Sábado 21 de Marzo

Última semana de vida social real antes de que todos se sientan “espirituales” y se larguen a la playa a tomarse fotos con un coco, a la última esquiada del año o a salvar a lavar sus pecados con una semana anual de misiones. Aprovechando que todavía estamos todos aquí, te traemos un restaurante en la Condesa que se llama Cursi (sí, cual canción de Río Roma) y un bar que se llama Ruido, para los que ya nos cansamos de los lugares que parecen biblioteca. Pensandolo bien, le hubieramos podido poner “Ruido y Cursi” a esta edicion del Quehacer…
Date 101
Cursi (Chihuahua 78). El nombre no es broma: el lugar es rosa, hay pasteles, vírgenes, cosas muy artsy y photo opps a morir. Está diseñado para que tu date suba 15 stories antes de que llegue la entrada. Pero ojo, que no es puro show: la comida sí cumple. Buen spot para quedar bien sin romperse la cabeza: cocina rica mientras te sientes en una película de Wes Anderson versión Condesa. Lo único que no nos latió fueron las sillas que parecen de evento de campaña política en algún municipio del Establo de México.
- Must: La carne, pero los postres están muy buenos.
- Blancómetro: ⭐️⭐️⭐️⭐️⭐️
- Carómetro:$$$$
White Noise
Ruido (Havre 42). Si ya te dio hueva el típico bar donde tienes que hablar bajito, este bar es el bueno. Ruido se toma la música en serio, pero sin ser festival de EDM. La luz está bajita, el ambiente es oscuro y es el lugar perfecto para ir a echar el trago serio con música que de verdad vale la pena. Un buen bar, pues! Olvida los martinis dulces y esas madres; aquí se viene a tomar bien. Hay como robots en las paredes con luces en los ojos y unas pantallas que te enseñan cómo toca el DJ para que no estés ahi parado haciendole mosca como influencer de La Casita de Bad Bunny.

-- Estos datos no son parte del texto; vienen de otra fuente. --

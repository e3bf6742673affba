//! Student Hub - student, parent and holiday management server

use anyhow::Result;
use std::path::Path;
use tracing_subscriber::{layer::SubscriberExt, util::SubscriberInitExt};

use student_hub::{
    api::{self, AppState},
    config::Config,
    db,
};

#[tokio::main]
async fn main() -> Result<()> {
    // Initialize tracing
    tracing_subscriber::registry()
        .with(
            tracing_subscriber::EnvFilter::try_from_default_env()
                .unwrap_or_else(|_| "student_hub=info,tower_http=debug".into()),
        )
        .with(tracing_subscriber::fmt::layer())
        .init();

    tracing::info!("Starting Student Hub...");

    // Load configuration
    let config = Config::load_with_env(Path::new("config.yml"))?;
    tracing::info!("Configuration loaded");
    if config.auth.token_secret.is_none() {
        tracing::warn!("No token secret configured; logins will fail");
    }

    // Initialize database
    let pool = db::create_pool(&config.database).await?;
    tracing::info!("Database connected: {:?}", config.database.driver);

    db::migrations::run_migrations(&pool).await?;
    tracing::info!("Database migrations completed");

    let state = AppState::from_config(pool.clone(), &config);
    let app = api::build_router(state, &config.server.cors_origin);

    // Start server
    let addr = format!("{}:{}", config.server.host, config.server.port);
    let listener = tokio::net::TcpListener::bind(&addr).await?;
    tracing::info!("Server listening on http://{}", addr);

    axum::serve(listener, app)
        .with_graceful_shutdown(shutdown_signal())
        .await?;

    pool.close().await;
    tracing::info!("Database pool closed");

    Ok(())
}

async fn shutdown_signal() {
    if let Err(e) = tokio::signal::ctrl_c().await {
        tracing::error!("Failed to listen for shutdown signal: {}", e);
        std::future::pending::<()>().await;
    }
    tracing::info!("Shutdown signal received, draining connections...");
}
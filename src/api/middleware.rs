//! API middleware
//!
//! Shared application state, the error envelope, and the authentication
//! middleware that evaluates (and possibly rotates) the session token.

use axum::{
    extract::{rejection::JsonRejection, FromRequestParts, Request, State},
    http::{header, request::Parts, HeaderValue, StatusCode},
    middleware::Next,
    response::{IntoResponse, Response},
    Json,
};
use serde::{Deserialize, Serialize};
use std::sync::Arc;

use crate::config::Config;
use crate::db::repositories::{
    SqlxHolidayRepository, SqlxParentRepository, SqlxStudentRepository, SqlxSubjectRepository,
};
use crate::db::DynDatabasePool;
use crate::services::{
    AuthError, HolidayService, MemoryRevocationStore, ParentService, SessionGuard,
    StudentService, TokenIssuer,
};

/// Name of the session cookie
pub const SESSION_COOKIE: &str = "token";

/// Lifetime of the session cookie, in seconds
pub const SESSION_COOKIE_MAX_AGE: i64 = 24 * 60 * 60;

/// Application state containing shared services
#[derive(Clone)]
pub struct AppState {
    pub pool: DynDatabasePool,
    pub student_service: Arc<StudentService>,
    pub parent_service: Arc<ParentService>,
    pub holiday_service: Arc<HolidayService>,
    pub session_guard: SessionGuard,
    /// Add `Secure` to the session cookie
    pub cookie_secure: bool,
}

impl AppState {
    /// Wire repositories and services over `pool`.
    pub fn from_config(pool: DynDatabasePool, config: &Config) -> Self {
        let issuer = Arc::new(TokenIssuer::from_config(&config.auth));
        let revocations = MemoryRevocationStore::from_config(&config.auth).boxed();

        let students = SqlxStudentRepository::boxed(pool.clone());
        let subjects = SqlxSubjectRepository::boxed(pool.clone());
        let parents = SqlxParentRepository::boxed(pool.clone());
        let holidays = SqlxHolidayRepository::boxed(pool.clone());

        Self {
            student_service: Arc::new(StudentService::new(
                students.clone(),
                subjects,
                issuer.clone(),
            )),
            parent_service: Arc::new(ParentService::new(parents, students.clone(), issuer.clone())),
            holiday_service: Arc::new(HolidayService::new(
                holidays,
                students,
                config.holidays.max_end_date,
            )),
            session_guard: SessionGuard::new(issuer, revocations, config.auth.grace_interval_secs),
            cookie_secure: config.auth.cookie_secure,
            pool,
        }
    }
}

/// Id of the student or parent the request is authenticated as
#[derive(Debug, Clone, Copy, PartialEq, Eq)]
pub struct AuthenticatedSubject(pub i64);

/// Replacement token issued while authenticating this request, if any
#[derive(Debug, Clone, Default, PartialEq, Eq)]
pub struct RotatedToken(pub Option<String>);

impl<S> FromRequestParts<S> for AuthenticatedSubject
where
    S: Send + Sync,
{
    type Rejection = ApiError;

    async fn from_request_parts(parts: &mut Parts, _state: &S) -> Result<Self, Self::Rejection> {
        parts
            .extensions
            .get::<AuthenticatedSubject>()
            .copied()
            .ok_or_else(|| ApiError::unauthorized("Access denied. Sign in again!"))
    }
}

impl<S> FromRequestParts<S> for RotatedToken
where
    S: Send + Sync,
{
    type Rejection = std::convert::Infallible;

    async fn from_request_parts(parts: &mut Parts, _state: &S) -> Result<Self, Self::Rejection> {
        Ok(parts
            .extensions
            .get::<RotatedToken>()
            .cloned()
            .unwrap_or_default())
    }
}

/// Error response for API errors
#[derive(Debug, Serialize, Deserialize)]
pub struct ApiError {
    pub error: ApiErrorDetail,
}

#[derive(Debug, Serialize, Deserialize)]
pub struct ApiErrorDetail {
    pub code: String,
    pub message: String,
    #[serde(skip_serializing_if = "Option::is_none")]
    pub details: Option<serde_json::Value>,
}

impl ApiError {
    pub fn new(code: impl Into<String>, message: impl Into<String>) -> Self {
        Self {
            error: ApiErrorDetail {
                code: code.into(),
                message: message.into(),
                details: None,
            },
        }
    }

    pub fn with_details(
        code: impl Into<String>,
        message: impl Into<String>,
        details: serde_json::Value,
    ) -> Self {
        Self {
            error: ApiErrorDetail {
                code: code.into(),
                message: message.into(),
                details: Some(details),
            },
        }
    }

    pub fn unauthorized(message: impl Into<String>) -> Self {
        Self::new("UNAUTHORIZED", message)
    }

    pub fn forbidden(message: impl Into<String>) -> Self {
        Self::new("FORBIDDEN", message)
    }

    pub fn not_found(message: impl Into<String>) -> Self {
        Self::new("NOT_FOUND", message)
    }

    pub fn bad_request(message: impl Into<String>) -> Self {
        Self::new("BAD_REQUEST", message)
    }

    pub fn conflict(message: impl Into<String>) -> Self {
        Self::new("CONFLICT", message)
    }

    /// Field errors collected by validation
    pub fn validation_failed(errors: Vec<String>) -> Self {
        Self::with_details(
            "VALIDATION_ERROR",
            "Validation failed",
            serde_json::json!({ "errors": errors }),
        )
    }

    /// Log `err` and hide it behind a generic message.
    pub fn internal(err: impl std::fmt::Display) -> Self {
        tracing::error!("Internal error: {}", err);
        Self::new("INTERNAL_ERROR", "Internal server error")
    }

    pub fn status(&self) -> StatusCode {
        match self.error.code.as_str() {
            "VALIDATION_ERROR" | "BAD_REQUEST" => StatusCode::BAD_REQUEST,
            "UNAUTHORIZED" => StatusCode::UNAUTHORIZED,
            "FORBIDDEN" => StatusCode::FORBIDDEN,
            "NOT_FOUND" => StatusCode::NOT_FOUND,
            "CONFLICT" => StatusCode::CONFLICT,
            _ => StatusCode::INTERNAL_SERVER_ERROR,
        }
    }
}

impl IntoResponse for ApiError {
    fn into_response(self) -> Response {
        (self.status(), Json(self)).into_response()
    }
}

impl From<AuthError> for ApiError {
    fn from(err: AuthError) -> Self {
        match err {
            AuthError::Unauthenticated => ApiError::unauthorized(err.to_string()),
            AuthError::Revoked | AuthError::Invalid => ApiError::forbidden(err.to_string()),
            AuthError::Internal(e) => ApiError::internal(e),
            AuthError::Revocation(e) => ApiError::internal(e),
            AuthError::RotationCollision => ApiError::internal(err),
        }
    }
}

impl From<JsonRejection> for ApiError {
    fn from(rejection: JsonRejection) -> Self {
        tracing::debug!(status = %rejection.status(), "Rejected request body");
        ApiError::validation_failed(vec![rejection.body_text()])
    }
}

/// Extract the session token: bearer header first, then the `token` cookie.
pub fn extract_session_token(request: &Request) -> Option<String> {
    if let Some(auth_header) = request.headers().get(header::AUTHORIZATION) {
        if let Ok(auth_str) = auth_header.to_str() {
            if let Some(token) = auth_str.strip_prefix("Bearer ") {
                return Some(token.trim().to_string());
            }
        }
    }

    let cookie_prefix = format!("{}=", SESSION_COOKIE);
    for cookie_header in request.headers().get_all(header::COOKIE) {
        if let Ok(cookie_str) = cookie_header.to_str() {
            for cookie in cookie_str.split(';') {
                if let Some(token) = cookie.trim().strip_prefix(&cookie_prefix) {
                    return Some(token.to_string());
                }
            }
        }
    }

    None
}

/// `Set-Cookie` value carrying a session token
pub fn session_cookie(token: &str, secure: bool) -> String {
    let mut cookie = format!(
        "{}={}; HttpOnly; SameSite=Strict; Path=/; Max-Age={}",
        SESSION_COOKIE, token, SESSION_COOKIE_MAX_AGE
    );
    if secure {
        cookie.push_str("; Secure");
    }
    cookie
}

/// Append a session cookie to `response`.
pub fn set_session_cookie(response: &mut Response, token: &str, secure: bool) {
    match HeaderValue::from_str(&session_cookie(token, secure)) {
        Ok(value) => {
            response.headers_mut().append(header::SET_COOKIE, value);
        }
        Err(e) => tracing::error!("Session cookie is not a valid header value: {}", e),
    }
}

/// Authentication middleware
///
/// Rejects the request unless the session guard accepts its token. When the
/// guard rotates the token, the replacement is exposed to the handler as
/// [`RotatedToken`] and sent back as a cookie.
pub async fn require_auth(
    State(state): State<AppState>,
    mut request: Request,
    next: Next,
) -> Result<Response, ApiError> {
    let token = extract_session_token(&request);
    let outcome = state.session_guard.evaluate(token.as_deref()).await?;

    request
        .extensions_mut()
        .insert(AuthenticatedSubject(outcome.subject_id));
    request
        .extensions_mut()
        .insert(RotatedToken(outcome.rotated.clone()));

    let mut response = next.run(request).await;
    if let Some(fresh) = outcome.rotated {
        set_session_cookie(&mut response, &fresh, state.cookie_secure);
    }
    Ok(response)
}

- Must: Tomar… creo que también hay comida?
- Blancómetro: ⭐️⭐️⭐️⭐️
- Carómetro:$$$
Picky Flanders: el inmortal
No es coincidencia que el día del estreno de Peaky Blinders: the inmortal man, el mismísimo Chuck Norris se haya ido a bailar el Noa Noa con Juan Ga. Así es, después de algunos años (y muchos pounds) regresa Tommy Shelby a repartir zapes y abrazos en lo más precario de UK: Birmingham. El plot se sitúa en épocas de la WWII en las que Duke, el hijo gitano de Tommy, comanda a los Peaky Blinders peor que los Country Clubs Sombrerudos. Hay caras nuevas y también viejos conocidos (Johnny Dogs, Ada, Hayden Stagg y Charlie Strong). La ambientación está impecable como siempre y la expresión de migraña / gota de Cillian Murphy on point.
Blancómetro: ⭐️⭐️⭐️⭐️
Succession Live Action
Aquel viejo mantra de que “la realidad siempre supera la ficción” no puede ser más cierto que en Dinasty: The Murdochs. Esta docuserie de 4 capítulos en Netflix retrata la dinámica de poder y lo complicado que se convierte la sucesión en una de las empresas más ricas e influyentes del mundo. (no les mamó nuestro léxico? Hasta parece que fuimos a la escuela). Al igual que en Succession, Rupert Murdoch tiene 4 hijos. Pero a diferencia de los pleitos por un terreno ejidal en el EdoMex, aquí hay drama, puñaladas, escándalos y varo a más no poder. Si amas el chisme, lees medios respetables (no como este) y te mamó ver a Kendall, Shiv y Romulus recibiendo puro chile, está serie es para ti.